◆ Material for this task:
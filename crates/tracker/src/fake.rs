//! An in-memory `IssueTracker` fake, the way the teacher hand-writes
//! trait mocks for `LlmProvider`/`SerialMemoryProvider` substitutes in
//! tests (SPEC_FULL §1.1) rather than pulling in a mocking framework.

use std::collections::HashMap;

use async_trait::async_trait;
use parking_lot::Mutex;

use relay_domain::conversation::ConversationMessage;
use relay_domain::error::Error;
use relay_domain::Result;

use crate::{
    CreateDiscussionRequest, IssueRef, IssueTracker, PostedComment, Reaction,
    ReplyToThreadRequest, TrackerIssue,
};

#[derive(Default)]
struct State {
    issues: HashMap<(String, String), TrackerIssue>,
    discussions: HashMap<(String, String), Vec<ConversationMessage>>,
    next_comment_id: u64,
    fail_fetch_discussions: bool,
}

/// Hand-written fake tracker: seed issues/discussions, optionally force
/// `fetch_discussions` to fail so callers can exercise the "preserve
/// prior cache on retryable failure" rule (spec §4.1 step 4).
pub struct FakeTracker {
    state: Mutex<State>,
}

impl Default for FakeTracker {
    fn default() -> Self {
        Self::new()
    }
}

impl FakeTracker {
    pub fn new() -> Self {
        Self {
            state: Mutex::new(State::default()),
        }
    }

    pub fn seed_issue(&self, project_id: &str, issue_iid: &str, issue: TrackerIssue) {
        let mut st = self.state.lock();
        st.issues
            .insert((project_id.to_string(), issue_iid.to_string()), issue);
    }

    pub fn seed_discussions(
        &self,
        project_id: &str,
        issue_iid: &str,
        messages: Vec<ConversationMessage>,
    ) {
        let mut st = self.state.lock();
        st.discussions
            .insert((project_id.to_string(), issue_iid.to_string()), messages);
    }

    pub fn set_fail_fetch_discussions(&self, fail: bool) {
        self.state.lock().fail_fetch_discussions = fail;
    }

    pub fn posted_comments(&self, project_id: &str, issue_iid: &str) -> Vec<ConversationMessage> {
        self.state
            .lock()
            .discussions
            .get(&(project_id.to_string(), issue_iid.to_string()))
            .cloned()
            .unwrap_or_default()
    }

    fn key(issue: &IssueRef) -> (String, String) {
        (issue.project_id.clone(), issue.issue_iid.clone())
    }
}

#[async_trait]
impl IssueTracker for FakeTracker {
    async fn fetch_issue(&self, issue: &IssueRef) -> Result<TrackerIssue> {
        let st = self.state.lock();
        st.issues
            .get(&Self::key(issue))
            .cloned()
            .ok_or_else(|| Error::NotFound(format!("issue {}/{}", issue.project_id, issue.issue_iid)))
    }

    async fn fetch_discussions(&self, issue: &IssueRef) -> Result<Vec<ConversationMessage>> {
        let st = self.state.lock();
        if st.fail_fetch_discussions {
            return Err(Error::ProviderTransient {
                provider: "fake".into(),
                message: "simulated fetch failure".into(),
            });
        }
        Ok(st
            .discussions
            .get(&Self::key(issue))
            .cloned()
            .unwrap_or_default())
    }

    async fn create_discussion(&self, req: CreateDiscussionRequest) -> Result<PostedComment> {
        let mut st = self.state.lock();
        st.next_comment_id += 1;
        let comment_id = st.next_comment_id.to_string();
        let discussion_id = format!("disc-{comment_id}");
        let seq = st
            .discussions
            .get(&Self::key(&req.issue))
            .map(|v| v.len() as u32 + 1)
            .unwrap_or(1);
        let msg = ConversationMessage {
            discussion_id: Some(discussion_id.clone()),
            ..ConversationMessage::new(
                seq,
                "relay-bot",
                relay_domain::conversation::MessageRole::SelfRole,
                chrono::Utc::now(),
                req.content,
            )
        };
        st.discussions
            .entry(Self::key(&req.issue))
            .or_default()
            .push(msg);
        Ok(PostedComment {
            discussion_id,
            comment_id,
        })
    }

    async fn reply_to_thread(&self, req: ReplyToThreadRequest) -> Result<PostedComment> {
        let mut st = self.state.lock();
        st.next_comment_id += 1;
        let comment_id = st.next_comment_id.to_string();
        let seq = st
            .discussions
            .get(&Self::key(&req.issue))
            .map(|v| v.len() as u32 + 1)
            .unwrap_or(1);
        let msg = ConversationMessage {
            discussion_id: Some(req.discussion_id.clone()),
            ..ConversationMessage::new(
                seq,
                "relay-bot",
                relay_domain::conversation::MessageRole::SelfRole,
                chrono::Utc::now(),
                req.content,
            )
        };
        st.discussions
            .entry(Self::key(&req.issue))
            .or_default()
            .push(msg);
        Ok(PostedComment {
            discussion_id: req.discussion_id,
            comment_id,
        })
    }

    async fn add_reaction(&self, _issue: &IssueRef, _reaction: Reaction) -> Result<()> {
        Ok(())
    }

    async fn is_reply_to_user(&self, issue: &IssueRef, discussion_id: &str) -> Result<bool> {
        let st = self.state.lock();
        Ok(st
            .discussions
            .get(&Self::key(issue))
            .map(|msgs| {
                msgs.iter().any(|m| {
                    m.role == relay_domain::conversation::MessageRole::SelfRole
                        && m.discussion_id.as_deref() == Some(discussion_id)
                })
            })
            .unwrap_or(false))
    }
}
use serde::{Deserialize, Serialize};

/// SpecGenerator budgets (spec §4.11).
#[derive(Debug, Clone, Serialize, Deserialize)]
pub struct SpecGenConfig {
    #[serde(default = "d_max_explore_calls")]
    pub max_explore_calls: u32,
    #[serde(default = "d_token_budget")]
    pub total_token_budget: u32,
    #[serde(default = "d_max_validation_retries")]
    pub max_validation_retries: u32,
    /// Required `Decision Log` section when inferred complexity is at
    /// least this value (spec §4.11: "complexity-adaptive").
    #[serde(default = "d_decision_log_complexity_threshold")]
    pub decision_log_complexity_threshold: u32,
}

impl Default for SpecGenConfig {
    fn default() -> Self {
        Self {
            max_explore_calls: d_max_explore_calls(),
            total_token_budget: d_token_budget(),
            max_validation_retries: d_max_validation_retries(),
            decision_log_complexity_threshold: d_decision_log_complexity_threshold(),
        }
    }
}

fn d_max_explore_calls() -> u32 {
    2
}
fn d_token_budget() -> u32 {
    80_000
}
fn d_max_validation_retries() -> u32 {
    1
}
fn d_decision_log_complexity_threshold() -> u32 {
    2
}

◆ Assigned task: Total lines with "HashMap" in the records above: report that figure alone.

◆ Solution to this problem: 3